● **PROVIDED RECORDS**:
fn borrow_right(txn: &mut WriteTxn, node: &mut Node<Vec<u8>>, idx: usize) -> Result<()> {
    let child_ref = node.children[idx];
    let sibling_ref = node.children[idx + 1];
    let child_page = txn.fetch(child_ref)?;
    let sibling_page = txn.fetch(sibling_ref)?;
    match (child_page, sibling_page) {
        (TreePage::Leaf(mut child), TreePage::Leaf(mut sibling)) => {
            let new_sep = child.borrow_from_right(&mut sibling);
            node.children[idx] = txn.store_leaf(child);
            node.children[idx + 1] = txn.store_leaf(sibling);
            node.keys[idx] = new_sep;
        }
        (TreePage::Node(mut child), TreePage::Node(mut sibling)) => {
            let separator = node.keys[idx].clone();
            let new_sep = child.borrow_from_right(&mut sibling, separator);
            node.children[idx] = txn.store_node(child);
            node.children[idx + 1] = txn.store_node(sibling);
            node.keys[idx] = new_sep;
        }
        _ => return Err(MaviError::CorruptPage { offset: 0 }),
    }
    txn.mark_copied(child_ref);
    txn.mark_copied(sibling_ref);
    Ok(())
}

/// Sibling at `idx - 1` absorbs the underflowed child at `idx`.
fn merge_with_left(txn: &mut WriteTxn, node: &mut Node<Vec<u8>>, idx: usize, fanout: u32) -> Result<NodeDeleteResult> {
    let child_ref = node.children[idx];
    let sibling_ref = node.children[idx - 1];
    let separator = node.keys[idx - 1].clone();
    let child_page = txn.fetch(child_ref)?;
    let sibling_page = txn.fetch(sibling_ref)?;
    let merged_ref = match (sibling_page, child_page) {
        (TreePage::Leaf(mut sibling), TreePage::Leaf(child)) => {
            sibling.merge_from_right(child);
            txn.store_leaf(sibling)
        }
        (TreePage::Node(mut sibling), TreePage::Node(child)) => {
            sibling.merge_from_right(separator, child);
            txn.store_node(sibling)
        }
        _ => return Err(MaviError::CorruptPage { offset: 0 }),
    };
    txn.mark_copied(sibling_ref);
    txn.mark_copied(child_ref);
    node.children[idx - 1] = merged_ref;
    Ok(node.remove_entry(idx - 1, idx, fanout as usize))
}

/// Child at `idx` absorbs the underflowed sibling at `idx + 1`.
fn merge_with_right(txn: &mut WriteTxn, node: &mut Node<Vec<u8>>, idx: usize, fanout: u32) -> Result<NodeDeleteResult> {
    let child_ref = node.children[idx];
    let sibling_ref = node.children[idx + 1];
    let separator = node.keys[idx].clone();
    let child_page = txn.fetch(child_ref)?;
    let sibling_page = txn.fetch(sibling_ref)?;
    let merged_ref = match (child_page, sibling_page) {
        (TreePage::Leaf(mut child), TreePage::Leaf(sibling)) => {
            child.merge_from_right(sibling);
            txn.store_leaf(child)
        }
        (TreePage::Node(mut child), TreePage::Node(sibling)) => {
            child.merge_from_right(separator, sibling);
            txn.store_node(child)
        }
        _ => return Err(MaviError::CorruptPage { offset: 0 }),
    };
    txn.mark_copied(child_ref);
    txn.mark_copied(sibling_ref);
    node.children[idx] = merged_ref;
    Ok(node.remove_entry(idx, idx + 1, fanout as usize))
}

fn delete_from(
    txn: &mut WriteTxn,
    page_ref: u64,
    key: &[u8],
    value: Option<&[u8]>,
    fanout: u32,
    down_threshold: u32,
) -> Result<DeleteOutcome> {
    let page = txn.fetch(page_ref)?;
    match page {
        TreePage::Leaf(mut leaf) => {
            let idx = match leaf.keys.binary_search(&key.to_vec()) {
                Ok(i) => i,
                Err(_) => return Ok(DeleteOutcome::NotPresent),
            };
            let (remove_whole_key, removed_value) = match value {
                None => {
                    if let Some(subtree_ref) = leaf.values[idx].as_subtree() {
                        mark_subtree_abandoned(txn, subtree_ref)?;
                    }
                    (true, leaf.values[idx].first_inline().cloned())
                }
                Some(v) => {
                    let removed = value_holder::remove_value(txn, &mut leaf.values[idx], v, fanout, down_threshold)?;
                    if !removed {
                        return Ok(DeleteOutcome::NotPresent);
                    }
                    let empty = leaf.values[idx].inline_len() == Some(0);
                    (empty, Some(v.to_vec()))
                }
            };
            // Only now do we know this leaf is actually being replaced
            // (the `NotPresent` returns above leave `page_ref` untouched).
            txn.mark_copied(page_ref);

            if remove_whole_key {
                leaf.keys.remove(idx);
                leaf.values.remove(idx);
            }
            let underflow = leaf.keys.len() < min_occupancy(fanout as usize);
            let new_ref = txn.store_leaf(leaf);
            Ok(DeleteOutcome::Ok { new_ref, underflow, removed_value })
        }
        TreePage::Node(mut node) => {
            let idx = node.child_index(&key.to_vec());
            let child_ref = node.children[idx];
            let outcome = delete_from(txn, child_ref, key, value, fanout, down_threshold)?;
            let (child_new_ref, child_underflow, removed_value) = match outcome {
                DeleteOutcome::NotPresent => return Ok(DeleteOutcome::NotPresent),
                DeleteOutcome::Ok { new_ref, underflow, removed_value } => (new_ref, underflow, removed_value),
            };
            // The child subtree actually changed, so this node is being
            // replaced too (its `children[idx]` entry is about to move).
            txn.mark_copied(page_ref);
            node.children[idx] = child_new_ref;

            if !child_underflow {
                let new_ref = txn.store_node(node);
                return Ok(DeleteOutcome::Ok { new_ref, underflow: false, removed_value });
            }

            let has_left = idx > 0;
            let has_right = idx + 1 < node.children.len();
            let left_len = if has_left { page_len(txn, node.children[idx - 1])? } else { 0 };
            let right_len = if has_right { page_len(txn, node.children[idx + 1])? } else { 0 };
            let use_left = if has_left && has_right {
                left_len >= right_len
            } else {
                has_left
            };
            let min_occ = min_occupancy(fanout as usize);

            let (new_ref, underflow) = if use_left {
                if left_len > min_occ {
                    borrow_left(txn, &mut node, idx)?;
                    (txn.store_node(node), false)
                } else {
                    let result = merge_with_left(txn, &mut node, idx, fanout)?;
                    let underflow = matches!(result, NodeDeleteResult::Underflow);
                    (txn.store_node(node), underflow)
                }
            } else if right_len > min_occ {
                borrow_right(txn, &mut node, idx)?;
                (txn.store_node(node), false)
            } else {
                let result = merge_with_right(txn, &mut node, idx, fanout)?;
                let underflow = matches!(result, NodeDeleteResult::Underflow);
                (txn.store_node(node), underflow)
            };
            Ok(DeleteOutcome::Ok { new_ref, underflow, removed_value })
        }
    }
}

● **ACTION ITEM**:
Your job is to set down the whole listing a second time, exactly.

● **ANSWER BOX**:
fn borrow_right(txn: &mut WriteTxn, node: &mut Node<Vec<u8>>, idx: usize) -> Result<()> {
    let child_ref = node.children[idx];
    let sibling_ref = node.children[idx + 1];
    let child_page = txn.fetch(child_ref)?;
    let sibling_page = txn.fetch(sibling_ref)?;
    match (child_page, sibling_page) {
        (TreePage::Leaf(mut child), TreePage::Leaf(mut sibling)) => {
            let new_sep = child.borrow_from_right(&mut sibling);
            node.children[idx] = txn.store_leaf(child);
            node.children[idx + 1] = txn.store_leaf(sibling);
            node.keys[idx] = new_sep;
        }
        (TreePage::Node(mut child), TreePage::Node(mut sibling)) => {
            let separator = node.keys[idx].clone();
            let new_sep = child.borrow_from_right(&mut sibling, separator);
            node.children[idx] = txn.store_node(child);
            node.children[idx + 1] = txn.store_node(sibling);
            node.keys[idx] = new_sep;
        }
        _ => return Err(MaviError::CorruptPage { offset: 0 }),
    }
    txn.mark_copied(child_ref);
    txn.mark_copied(sibling_ref);
    Ok(())
}

/// Sibling at `idx - 1` absorbs the underflowed child at `idx`.
fn merge_with_left(txn: &mut WriteTxn, node: &mut Node<Vec<u8>>, idx: usize, fanout: u32) -> Result<NodeDeleteResult> {
    let child_ref = node.children[idx];
    let sibling_ref = node.children[idx - 1];
    let separator = node.keys[idx - 1].clone();
    let child_page = txn.fetch(child_ref)?;
    let sibling_page = txn.fetch(sibling_ref)?;
    let merged_ref = match (sibling_page, child_page) {
        (TreePage::Leaf(mut sibling), TreePage::Leaf(child)) => {
            sibling.merge_from_right(child);
            txn.store_leaf(sibling)
        }
        (TreePage::Node(mut sibling), TreePage::Node(child)) => {
            sibling.merge_from_right(separator, child);
            txn.store_node(sibling)
        }
        _ => return Err(MaviError::CorruptPage { offset: 0 }),
    };
    txn.mark_copied(sibling_ref);
    txn.mark_copied(child_ref);
    node.children[idx - 1] = merged_ref;
    Ok(node.remove_entry(idx - 1, idx, fanout as usize))
}

/// Child at `idx` absorbs the underflowed sibling at `idx + 1`.
fn merge_with_right(txn: &mut WriteTxn, node: &mut Node<Vec<u8>>, idx: usize, fanout: u32) -> Result<NodeDeleteResult> {
    let child_ref = node.children[idx];
    let sibling_ref = node.children[idx + 1];
    let separator = node.keys[idx].clone();
    let child_page = txn.fetch(child_ref)?;
    let sibling_page = txn.fetch(sibling_ref)?;
    let merged_ref = match (child_page, sibling_page) {
        (TreePage::Leaf(mut child), TreePage::Leaf(sibling)) => {
            child.merge_from_right(sibling);
            txn.store_leaf(child)
        }
        (TreePage::Node(mut child), TreePage::Node(sibling)) => {
            child.merge_from_right(separator, sibling);
            txn.store_node(child)
        }
        _ => return Err(MaviError::CorruptPage { offset: 0 }),
    };
    txn.mark_copied(child_ref);
    txn.mark_copied(sibling_ref);
    node.children[idx] = merged_ref;
    Ok(node.remove_entry(idx, idx + 1, fanout as usize))
}

fn delete_from(
    txn: &mut WriteTxn,
    page_ref: u64,
    key: &[u8],
    value: Option<&[u8]>,
    fanout: u32,
    down_threshold: u32,
) -> Result<DeleteOutcome> {
    let page = txn.fetch(page_ref)?;
    match page {
        TreePage::Leaf(mut leaf) => {
            let idx = match leaf.keys.binary_search(&key.to_vec()) {
                Ok(i) => i,
                Err(_) => return Ok(DeleteOutcome::NotPresent),
            };
            let (remove_whole_key, removed_value) = match value {
                None => {
                    if let Some(subtree_ref) = leaf.values[idx].as_subtree() {
                        mark_subtree_abandoned(txn, subtree_ref)?;
                    }
                    (true, leaf.values[idx].first_inline().cloned())
                }
                Some(v) => {
                    let removed = value_holder::remove_value(txn, &mut leaf.values[idx], v, fanout, down_threshold)?;
                    if !removed {
                        return Ok(DeleteOutcome::NotPresent);
                    }
                    let empty = leaf.values[idx].inline_len() == Some(0);
                    (empty, Some(v.to_vec()))
                }
            };
            // Only now do we know this leaf is actually being replaced
            // (the `NotPresent` returns above leave `page_ref` untouched).
            txn.mark_copied(page_ref);

            if remove_whole_key {
                leaf.keys.remove(idx);
                leaf.values.remove(idx);
            }
            let underflow = leaf.keys.len() < min_occupancy(fanout as usize);
            let new_ref = txn.store_leaf(leaf);
            Ok(DeleteOutcome::Ok { new_ref, underflow, removed_value })
        }
        TreePage::Node(mut node) => {
            let idx = node.child_index(&key.to_vec());
            let child_ref = node.children[idx];
            let outcome = delete_from(txn, child_ref, key, value, fanout, down_threshold)?;
            let (child_new_ref, child_underflow, removed_value) = match outcome {
                DeleteOutcome::NotPresent => return Ok(DeleteOutcome::NotPresent),
                DeleteOutcome::Ok { new_ref, underflow, removed_value } => (new_ref, underflow, removed_value),
            };
            // The child subtree actually changed, so this node is being
            // replaced too (its `children[idx]` entry is about to move).
            txn.mark_copied(page_ref);
            node.children[idx] = child_new_ref;

            if !child_underflow {
                let new_ref = txn.store_node(node);
                return Ok(DeleteOutcome::Ok { new_ref, underflow: false, removed_value });
            }

            let has_left = idx > 0;
            let has_right = idx + 1 < node.children.len();
            let left_len = if has_left { page_len(txn, node.children[idx - 1])? } else { 0 };
            let right_len = if has_right { page_len(txn, node.children[idx + 1])? } else { 0 };
            let use_left = if has_left && has_right {
                left_len >= right_len
            } else {
                has_left
            };
            let min_occ = min_occupancy(fanout as usize);

            let (new_ref, underflow) = if use_left {
                if left_len > min_occ {
                    borrow_left(txn, &mut node, idx)?;
                    (txn.store_node(node), false)
                } else {
                    let result = merge_with_left(txn, &mut node, idx, fanout)?;
                    let underflow = matches!(result, NodeDeleteResult::Underflow);
                    (txn.store_node(node), underflow)
                }
            } else if right_len > min_occ {
                borrow_right(txn, &mut node, idx)?;
                (txn.store_node(node), false)
            } else {
                let result = merge_with_right(txn, &mut node, idx, fanout)?;
                let underflow = matches!(result, NodeDeleteResult::Underflow);
                (txn.store_node(node), underflow)
            };
            Ok(DeleteOutcome::Ok { new_ref, underflow, removed_value })
        }
    }
}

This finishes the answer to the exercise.